Voici quelques extraits de notre émission :

"Cela fait des années qu'on en parle"

Depuis deux semaines, les dirigeants des entreprises du secteur des Ehpad lucratifs et les décideurs politiques, au premier rang duquel les membres du gouvernement, disent s'émouvoir des faits révélés par Victor Castanet. "Je suis en colère parce que j'ai l'impression d'entendre un discours hypocrite, confie Hella Kherief qui a commencé à alerter sur la situation dans les Ehpad où elle a travaillé dès 2016 auprès de France Culture et n'a cessé depuis. J'ai été surprise que beaucoup de politiques soient étonnés de ce qui s'y passe. Cela fait des années qu'on en parle, qu'on dénonce, avec les reportages, les livres…" Même constat pour Xavier Deleu, auteur en octobre 2017 d'un reportage intitulé "Maisons de retraite : les secrets d'un gros business" sur France 3. "Il y a des alertes sans arrêt. Nous, on a récupéré des images où on voit des résidents en souffrance, au sol, qui ne sont pas nourris. Ces images-là, elles existent. S'ils le souhaitent, on va leur faire un montage !", propose-t-il. "Tout ça sont des éléments de langage", renchérit Julie Pichot, autrice d'un reportage pour Envoyé spécial en septembre 2018. "Je ne sais pas comment on peut être étonné de découvrir ce qui se passe dans les Ehpad privés lucratifs aujourd'hui en France." Tous trois se félicitent en revanche que la parole se libère toujours un peu plus sur le sujet avec ce nouveau livre.
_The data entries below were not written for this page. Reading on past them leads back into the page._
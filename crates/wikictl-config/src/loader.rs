// SPDX-FileCopyrightText: 2026 wikictl Contributors
// SPDX-License-Identifier: MIT OR Apache-2.0

//! Configuration loader using Figment for layered config merging.
//!
//! Supports XDG hierarchy: `./wikictl.toml` > `~/.config/wikictl/wikictl.toml` > `/etc/wikictl/wikictl.toml`
//! with environment variable overrides via `WIKICTL_` prefix.

#![allow(clippy::result_large_err)] // figment::Error is external and cannot be boxed without wrapper

use std::path::{Path, PathBuf};

use figment::{
    Figment,
    providers::{Env, Format, Serialized, Toml},
};

use crate::model::WikictlConfig;

/// Environment variable carrying the store password. Read by the password
/// prompt, never by the config loader.
pub const STORE_PASSWORD_ENV_VAR: &str = "WIKICTL_STORE_PASSWORD";

const SYSTEM_CONFIG_PATH: &str = "/etc/wikictl/wikictl.toml";
const LOCAL_CONFIG_PATH: &str = "wikictl.toml";

/// Load configuration from the standard XDG hierarchy with env var overrides.
///
/// Merge order (later overrides earlier):
/// 1. Compiled defaults
/// 2. `/etc/wikictl/wikictl.toml` (system-wide)
/// 3. `~/.config/wikictl/wikictl.toml` (user XDG config)
/// 4. `./wikictl.toml` (local directory)
/// 5. `WIKICTL_*` environment variables
pub fn load_config() -> Result<WikictlConfig, figment::Error> {
    build_figment().extract()
}

/// Load configuration from a TOML string only (no XDG lookup, no env).
///
/// Used for testing and explicit configuration.
pub fn load_config_from_str(toml_content: &str) -> Result<WikictlConfig, figment::Error> {
    Figment::new()
        .merge(Serialized::defaults(WikictlConfig::default()))
        .merge(Toml::string(toml_content))
        .extract()
}

/// Load configuration from a specific file path with env var overrides.
pub fn load_config_from_path(path: &Path) -> Result<WikictlConfig, figment::Error> {
    Figment::new()
        .merge(Serialized::defaults(WikictlConfig::default()))
        .merge(Toml::file(path))
        .merge(env_provider())
        .extract()
}

/// Build the Figment used internally for config loading (exposed for diagnostic use).
///
/// Returns the Figment before extraction so callers can inspect metadata.
pub fn build_figment() -> Figment {
    Figment::new()
        .merge(Serialized::defaults(WikictlConfig::default()))
        .merge(Toml::file(SYSTEM_CONFIG_PATH))
        .merge(Toml::file(user_config_path().unwrap_or_default()))
        .merge(Toml::file(LOCAL_CONFIG_PATH))
        .merge(env_provider())
}

/// `<config_dir>/wikictl/wikictl.toml`, if the platform has a config dir.
pub fn user_config_path() -> Option<PathBuf> {
    dirs::config_dir().map(|d| d.join("wikictl/wikictl.toml"))
}

/// All candidate config file paths in merge order.
pub fn config_search_paths() -> Vec<PathBuf> {
    let mut paths = vec![PathBuf::from(SYSTEM_CONFIG_PATH)];
    paths.extend(user_config_path());
    paths.push(PathBuf::from(LOCAL_CONFIG_PATH));
    paths
}

/// Create the environment variable provider using explicit `map()` for section-to-dot mapping.
///
/// Uses `Env::map()` rather than `Env::split("_")` because field names contain
/// underscores: `WIKICTL_KDF_MEMORY_COST` must map to `kdf.memory_cost`.
/// The store password variable shares the prefix and is excluded.
fn env_provider() -> Env {
    Env::prefixed("WIKICTL_")
        .ignore(&["STORE_PASSWORD"])
        .map(|key| {
            let mapped = key
                .as_str()
                .replacen("store_", "store.", 1)
                .replacen("kdf_", "kdf.", 1)
                .replacen("legacy_", "legacy.", 1)
                .replacen("log_", "log.", 1);
            mapped.into()
        })
}

#[cfg(test)]
mod tests {
    use super::*;

    #[test]
    fn env_overrides_map_to_sections() {
        figment::Jail::expect_with(|jail| {
            jail.set_env("WIKICTL_KDF_MEMORY_COST", "65536");
            jail.set_env("WIKICTL_LOG_LEVEL", "debug");
            jail.set_env("WIKICTL_STORE_PATH", "/tmp/wikictl-test.json");

            let config: WikictlConfig = Figment::new()
                .merge(Serialized::defaults(WikictlConfig::default()))
                .merge(env_provider())
                .extract()?;

            assert_eq!(config.kdf.memory_cost, 65536);
            assert_eq!(config.log.level, "debug");
            assert_eq!(
                config.store.path.as_deref(),
                Some(Path::new("/tmp/wikictl-test.json"))
            );
            Ok(())
        });
    }

    #[test]
    fn store_password_is_not_treated_as_config() {
        figment::Jail::expect_with(|jail| {
            jail.set_env(STORE_PASSWORD_ENV_VAR, "hunter2");

            let config: WikictlConfig = Figment::new()
                .merge(Serialized::defaults(WikictlConfig::default()))
                .merge(env_provider())
                .extract()?;

            assert!(config.store.path.is_none());
            Ok(())
        });
    }

    #[test]
    fn load_from_path_reads_file() {
        figment::Jail::expect_with(|jail| {
            jail.create_file("custom.toml", "[log]\nlevel = \"info\"\n")?;
            let config = load_config_from_path(Path::new("custom.toml"))?;
            assert_eq!(config.log.level, "info");
            Ok(())
        });
    }

    #[test]
    fn search_paths_end_with_local_file() {
        let paths = config_search_paths();
        assert_eq!(paths.first(), Some(&PathBuf::from(SYSTEM_CONFIG_PATH)));
        assert_eq!(paths.last(), Some(&PathBuf::from(LOCAL_CONFIG_PATH)));
    }
}
// SPDX-FileCopyrightText: 2026 wikictl Contributors
// SPDX-License-Identifier: MIT OR Apache-2.0

//! `wikictl migrate`, `export`, `preview`, and `reset`.

use std::io::{BufRead, IsTerminal, Write};
use std::path::Path;

use tracing::info;
use wikictl_core::WikictlError;
use wikictl_vault::{
    EnvLegacySource, MigrationCoordinator, MigrationDirection, MigrationReport, PreviewEntry,
};

use crate::app::App;

pub fn run_migrate(
    app: &mut App,
    overwrite: bool,
    from_file: Option<&Path>,
    dry_run: bool,
) -> Result<(), WikictlError> {
    app.unlock()?;

    if dry_run {
        let entries = match from_file {
            Some(path) => {
                let source = EnvLegacySource::from_env_file(&app.config.legacy, path)?;
                MigrationCoordinator::new(&mut app.store, &source)
                    .preview_migration(MigrationDirection::ToEncrypted, overwrite)?
            }
            None => app
                .coordinator()
                .preview_migration(MigrationDirection::ToEncrypted, overwrite)?,
        };
        print_preview(&entries);
        return Ok(());
    }

    let report = match from_file {
        Some(path) => {
            let legacy_config = app.config.legacy.clone();
            app.coordinator()
                .import_env_file(&legacy_config, path, overwrite)?
        }
        None => app.coordinator().migrate_to_encrypted(overwrite)?,
    };
    print_report(&report);

    if report.errors.is_empty() {
        Ok(())
    } else {
        Err(WikictlError::MalformedInput(format!(
            "{} instance(s) could not be migrated",
            report.errors.len()
        )))
    }
}

fn print_report(report: &MigrationReport) {
    println!(
        "Migrated: {}  Skipped: {}  Errors: {}",
        report.migrated.len(),
        report.skipped.len(),
        report.errors.len()
    );
    for id in &report.migrated {
        println!("  + {id}");
    }
    for id in &report.skipped {
        println!("  = {id} (already in store; use --overwrite to replace)");
    }
    for failure in &report.errors {
        println!("  ! {}: {}", failure.id, failure.message);
    }
}

fn print_preview(entries: &[PreviewEntry]) {
    if entries.is_empty() {
        println!("Nothing to do.");
        return;
    }
    for entry in entries {
        println!("  {:<16} {:<24} {}", entry.id, entry.name, entry.action);
    }
}

pub fn run_export(app: &mut App, output: Option<&Path>) -> Result<(), WikictlError> {
    app.unlock()?;
    let text = app.coordinator().generate_env_from_encrypted()?;

    match output {
        Some(path) => {
            write_private(path, &text)?;
            info!(path = %path.display(), "credentials exported");
            eprintln!("Exported to {}", path.display());
        }
        None => print!("{text}"),
    }
    Ok(())
}

/// Replace `path` with `text`, readable only by the owner on Unix.
///
/// The temp file is created with mode 0600 and renamed over `path`, so an
/// existing file with wider permissions is replaced rather than reused.
fn write_private(path: &Path, text: &str) -> Result<(), WikictlError> {
    let dir = match path.parent() {
        Some(parent) if !parent.as_os_str().is_empty() => parent,
        _ => Path::new("."),
    };
    let mut tmp = tempfile::NamedTempFile::new_in(dir).map_err(WikictlError::storage)?;
    tmp.write_all(text.as_bytes()).map_err(WikictlError::storage)?;
    tmp.as_file().sync_all().map_err(WikictlError::storage)?;
    tmp.persist(path).map_err(|e| WikictlError::storage(e.error))?;
    Ok(())
}

pub fn run_preview(
    app: &mut App,
    direction: MigrationDirection,
    overwrite: bool,
) -> Result<(), WikictlError> {
    app.unlock()?;
    let entries = app.coordinator().preview_migration(direction, overwrite)?;
    print_preview(&entries);
    Ok(())
}

pub fn run_reset(app: &mut App, yes: bool) -> Result<(), WikictlError> {
    let path = app.store.path().to_path_buf();
    if !app.store.has_config_file() {
        println!("No credential store at {}", path.display());
        return Ok(());
    }

    if !yes && !confirm(&format!(
        "Delete {} and every stored credential? [y/N] ",
        path.display()
    ))? {
        println!("Aborted.");
        return Ok(());
    }

    app.coordinator().reset_encrypted_config()?;
    println!("Deleted {}", path.display());
    Ok(())
}

fn confirm(prompt: &str) -> Result<bool, WikictlError> {
    let stdin = std::io::stdin();
    if !stdin.is_terminal() {
        return Err(WikictlError::MalformedInput(
            "refusing to reset without --yes when stdin is not a terminal".to_string(),
        ));
    }
    eprint!("{prompt}");
    let mut answer = String::new();
    stdin
        .lock()
        .read_line(&mut answer)
        .map_err(WikictlError::storage)?;
    Ok(parse_confirmation(&answer))
}

fn parse_confirmation(answer: &str) -> bool {
    matches!(answer.trim().to_ascii_lowercase().as_str(), "y" | "yes")
}

#[cfg(test)]
mod tests {
    use super::*;

    #[test]
    fn confirmation_accepts_only_yes() {
        assert!(parse_confirmation("y\n"));
        assert!(parse_confirmation(" YES "));
        assert!(!parse_confirmation("\n"));
        assert!(!parse_confirmation("no"));
    }

    #[cfg(unix)]
    #[test]
    fn private_export_file_mode() {
        use std::os::unix::fs::PermissionsExt;
        let dir = tempfile::tempdir().unwrap();
        let path = dir.path().join("out.env");
        write_private(&path, "A=1\n").unwrap();
        let mode = std::fs::metadata(&path).unwrap().permissions().mode();
        assert_eq!(mode & 0o777, 0o600);
        assert_eq!(std::fs::read_to_string(&path).unwrap(), "A=1\n");
    }

    #[cfg(unix)]
    #[test]
    fn private_export_tightens_existing_file() {
        use std::os::unix::fs::PermissionsExt;
        let dir = tempfile::tempdir().unwrap();
        let path = dir.path().join("out.env");
        std::fs::write(&path, "OLD=1\n").unwrap();
        std::fs::set_permissions(&path, std::fs::Permissions::from_mode(0o644)).unwrap();

        write_private(&path, "WIKIJS_API_KEY=secret\n").unwrap();

        let mode = std::fs::metadata(&path).unwrap().permissions().mode();
        assert_eq!(mode & 0o777, 0o600);
        assert_eq!(
            std::fs::read_to_string(&path).unwrap(),
            "WIKIJS_API_KEY=secret\n"
        );
    }
}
Avec l'enquête de Victor Castanet, "on touche au porte-monnaie des riches"

Alors, comment expliquer le scandale aujourd'hui ? "Victor Castanet et je l'en remercie pour ça, a ciblé un Ehpad où les prix sont les plus chers de France, les «Bords de Seine» (établissement Orpéa situé à Neuilly-sur-Seine, ndlr) et là, on touche au porte-monnaie des riches, explique Hella Kherief. Et à partir du moment où on touche au porte-monnaie des riches, ça fait mal à la classe politique et les plus gros porte-monnaie de France. On se rend compte qu'avec tout l'argent qu'ils ont, leurs parents sont logés à la même enseigne" que les autres. Pour Xavier Deleu, tout ce scandale n'aurait pas de nouveau éclaté "s'il n'y avait pas eu le livre de Hella Kherief, s'il n'y avait pas eu nos enquêtes. Je pense que dans nos métiers, chacun apporte sa pièce à l'édifice et on construit une connaissance publique sur un sujet". 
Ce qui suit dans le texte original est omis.